*Work item*: Up to and including the line with "browser reports it.", please set down the entries below exactly, starting from the first line.

____ Exercise inputs

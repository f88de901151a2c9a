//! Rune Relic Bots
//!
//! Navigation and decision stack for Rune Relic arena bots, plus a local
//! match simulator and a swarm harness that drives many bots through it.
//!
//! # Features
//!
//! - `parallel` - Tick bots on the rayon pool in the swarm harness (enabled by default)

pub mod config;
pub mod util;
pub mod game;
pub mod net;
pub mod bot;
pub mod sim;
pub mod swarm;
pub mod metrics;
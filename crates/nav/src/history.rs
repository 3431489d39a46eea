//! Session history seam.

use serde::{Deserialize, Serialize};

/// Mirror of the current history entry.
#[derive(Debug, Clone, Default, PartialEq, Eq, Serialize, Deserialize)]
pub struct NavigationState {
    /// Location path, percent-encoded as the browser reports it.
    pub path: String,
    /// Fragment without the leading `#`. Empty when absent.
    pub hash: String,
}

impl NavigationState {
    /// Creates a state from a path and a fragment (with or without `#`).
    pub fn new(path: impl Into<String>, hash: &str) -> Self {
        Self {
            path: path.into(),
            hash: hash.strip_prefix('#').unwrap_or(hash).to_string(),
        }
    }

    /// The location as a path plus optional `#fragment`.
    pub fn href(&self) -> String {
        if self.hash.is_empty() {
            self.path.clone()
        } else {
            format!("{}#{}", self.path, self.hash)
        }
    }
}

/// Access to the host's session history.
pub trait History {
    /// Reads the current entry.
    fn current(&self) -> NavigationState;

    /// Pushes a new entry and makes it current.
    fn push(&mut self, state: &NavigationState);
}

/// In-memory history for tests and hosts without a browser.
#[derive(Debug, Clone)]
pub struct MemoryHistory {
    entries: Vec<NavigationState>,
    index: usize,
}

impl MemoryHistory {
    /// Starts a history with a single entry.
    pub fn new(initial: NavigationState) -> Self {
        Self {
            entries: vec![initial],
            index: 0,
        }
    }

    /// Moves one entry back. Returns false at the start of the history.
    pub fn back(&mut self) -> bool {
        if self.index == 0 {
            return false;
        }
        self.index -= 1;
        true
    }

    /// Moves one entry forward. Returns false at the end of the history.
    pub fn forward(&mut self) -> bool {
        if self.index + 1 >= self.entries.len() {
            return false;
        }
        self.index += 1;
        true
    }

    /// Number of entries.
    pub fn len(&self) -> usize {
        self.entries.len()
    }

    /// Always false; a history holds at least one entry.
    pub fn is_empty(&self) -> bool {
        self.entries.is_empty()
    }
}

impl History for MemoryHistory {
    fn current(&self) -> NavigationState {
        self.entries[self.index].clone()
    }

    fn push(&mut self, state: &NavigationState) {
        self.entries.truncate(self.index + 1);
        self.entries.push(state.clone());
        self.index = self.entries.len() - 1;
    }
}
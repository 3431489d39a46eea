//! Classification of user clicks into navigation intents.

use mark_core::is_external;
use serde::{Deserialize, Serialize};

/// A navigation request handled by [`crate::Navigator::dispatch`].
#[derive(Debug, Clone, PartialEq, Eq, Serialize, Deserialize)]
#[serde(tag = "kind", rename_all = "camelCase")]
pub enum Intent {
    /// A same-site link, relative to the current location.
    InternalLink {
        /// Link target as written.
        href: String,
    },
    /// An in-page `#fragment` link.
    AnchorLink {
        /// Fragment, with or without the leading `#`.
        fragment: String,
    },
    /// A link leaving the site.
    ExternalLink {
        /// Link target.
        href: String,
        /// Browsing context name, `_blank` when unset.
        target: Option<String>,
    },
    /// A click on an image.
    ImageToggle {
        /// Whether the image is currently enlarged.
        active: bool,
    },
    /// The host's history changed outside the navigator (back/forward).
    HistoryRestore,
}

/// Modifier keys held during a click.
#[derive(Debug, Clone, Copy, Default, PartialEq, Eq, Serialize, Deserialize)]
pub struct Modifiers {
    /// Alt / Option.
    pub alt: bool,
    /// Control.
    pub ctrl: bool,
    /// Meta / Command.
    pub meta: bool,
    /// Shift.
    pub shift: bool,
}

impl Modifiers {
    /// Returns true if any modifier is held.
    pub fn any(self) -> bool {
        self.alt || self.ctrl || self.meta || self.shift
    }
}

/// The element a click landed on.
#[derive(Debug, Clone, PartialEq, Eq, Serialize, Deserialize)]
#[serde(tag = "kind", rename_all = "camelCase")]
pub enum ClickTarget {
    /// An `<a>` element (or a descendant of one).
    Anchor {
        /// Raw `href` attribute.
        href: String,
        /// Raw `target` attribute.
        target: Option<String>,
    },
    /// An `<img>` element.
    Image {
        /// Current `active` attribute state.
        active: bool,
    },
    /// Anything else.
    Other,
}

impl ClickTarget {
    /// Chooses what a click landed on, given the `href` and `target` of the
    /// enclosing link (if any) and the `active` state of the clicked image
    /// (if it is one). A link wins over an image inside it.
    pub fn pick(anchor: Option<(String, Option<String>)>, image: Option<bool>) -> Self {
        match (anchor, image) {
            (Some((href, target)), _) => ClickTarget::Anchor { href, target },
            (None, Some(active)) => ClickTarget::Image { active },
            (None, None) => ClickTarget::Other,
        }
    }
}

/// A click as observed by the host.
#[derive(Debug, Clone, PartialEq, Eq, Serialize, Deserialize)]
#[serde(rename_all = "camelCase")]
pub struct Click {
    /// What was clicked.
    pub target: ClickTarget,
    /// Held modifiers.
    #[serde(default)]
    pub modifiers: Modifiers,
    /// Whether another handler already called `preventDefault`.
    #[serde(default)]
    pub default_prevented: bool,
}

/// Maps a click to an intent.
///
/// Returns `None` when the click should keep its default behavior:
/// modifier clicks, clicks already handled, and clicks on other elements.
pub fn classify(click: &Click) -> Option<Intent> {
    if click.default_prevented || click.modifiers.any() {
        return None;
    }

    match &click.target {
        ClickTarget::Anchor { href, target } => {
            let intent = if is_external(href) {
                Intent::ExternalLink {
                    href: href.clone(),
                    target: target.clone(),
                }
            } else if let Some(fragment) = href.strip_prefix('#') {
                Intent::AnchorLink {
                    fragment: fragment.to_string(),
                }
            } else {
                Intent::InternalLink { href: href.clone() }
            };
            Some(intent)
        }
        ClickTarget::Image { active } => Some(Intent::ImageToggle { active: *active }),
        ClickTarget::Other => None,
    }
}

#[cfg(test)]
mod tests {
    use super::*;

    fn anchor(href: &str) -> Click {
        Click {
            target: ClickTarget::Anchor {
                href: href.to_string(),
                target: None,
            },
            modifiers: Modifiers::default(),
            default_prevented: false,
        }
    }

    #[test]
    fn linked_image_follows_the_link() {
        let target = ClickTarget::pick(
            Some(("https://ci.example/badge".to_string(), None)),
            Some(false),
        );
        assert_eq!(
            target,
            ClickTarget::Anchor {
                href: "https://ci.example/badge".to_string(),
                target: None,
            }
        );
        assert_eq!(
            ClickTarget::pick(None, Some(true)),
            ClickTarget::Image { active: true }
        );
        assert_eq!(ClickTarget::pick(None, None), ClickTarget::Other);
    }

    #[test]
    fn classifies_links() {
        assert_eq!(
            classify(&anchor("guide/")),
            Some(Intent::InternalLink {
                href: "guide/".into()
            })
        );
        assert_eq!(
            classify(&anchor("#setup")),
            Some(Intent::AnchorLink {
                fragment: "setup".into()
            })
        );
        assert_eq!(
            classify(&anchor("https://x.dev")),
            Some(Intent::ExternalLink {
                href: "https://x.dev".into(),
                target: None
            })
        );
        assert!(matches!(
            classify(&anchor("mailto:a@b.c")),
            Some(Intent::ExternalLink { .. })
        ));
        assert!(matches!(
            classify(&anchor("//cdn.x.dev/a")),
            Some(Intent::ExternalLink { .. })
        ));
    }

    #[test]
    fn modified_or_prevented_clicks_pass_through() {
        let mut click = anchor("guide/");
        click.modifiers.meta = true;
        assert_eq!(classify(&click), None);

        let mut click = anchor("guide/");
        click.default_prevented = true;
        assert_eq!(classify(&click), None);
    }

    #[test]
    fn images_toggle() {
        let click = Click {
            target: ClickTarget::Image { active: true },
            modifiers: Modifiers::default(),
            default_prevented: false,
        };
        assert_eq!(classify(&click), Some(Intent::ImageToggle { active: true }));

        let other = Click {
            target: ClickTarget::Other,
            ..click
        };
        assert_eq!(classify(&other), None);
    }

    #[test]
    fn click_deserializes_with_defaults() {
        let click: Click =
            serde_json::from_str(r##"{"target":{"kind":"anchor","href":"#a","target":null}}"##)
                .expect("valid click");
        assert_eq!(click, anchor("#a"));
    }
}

________

*Answer to this exercise*:
repository f88de901151a2c9a
//! Rune Relic Bots
//!
//! Navigation and decision stack for Rune Relic arena bots, plus a local
//! match simulator and a swarm harness that drives many bots through it.
//!
//! # Features
//!
//! - `parallel` - Tick bots on the rayon pool in the swarm harness (enabled by default)

pub mod config;
pub mod util;
pub mod game;
pub mod net;
pub mod bot;
pub mod sim;
pub mod swarm;
pub mod metrics;
filename crates/nav/src/history.rs
repository 3431489d39a46eea
//! Session history seam.

use serde::{Deserialize, Serialize};

/// Mirror of the current history entry.
#[derive(Debug, Clone, Default, PartialEq, Eq, Serialize, Deserialize)]
pub struct NavigationState {
    /// Location path, percent-encoded as the browser reports it.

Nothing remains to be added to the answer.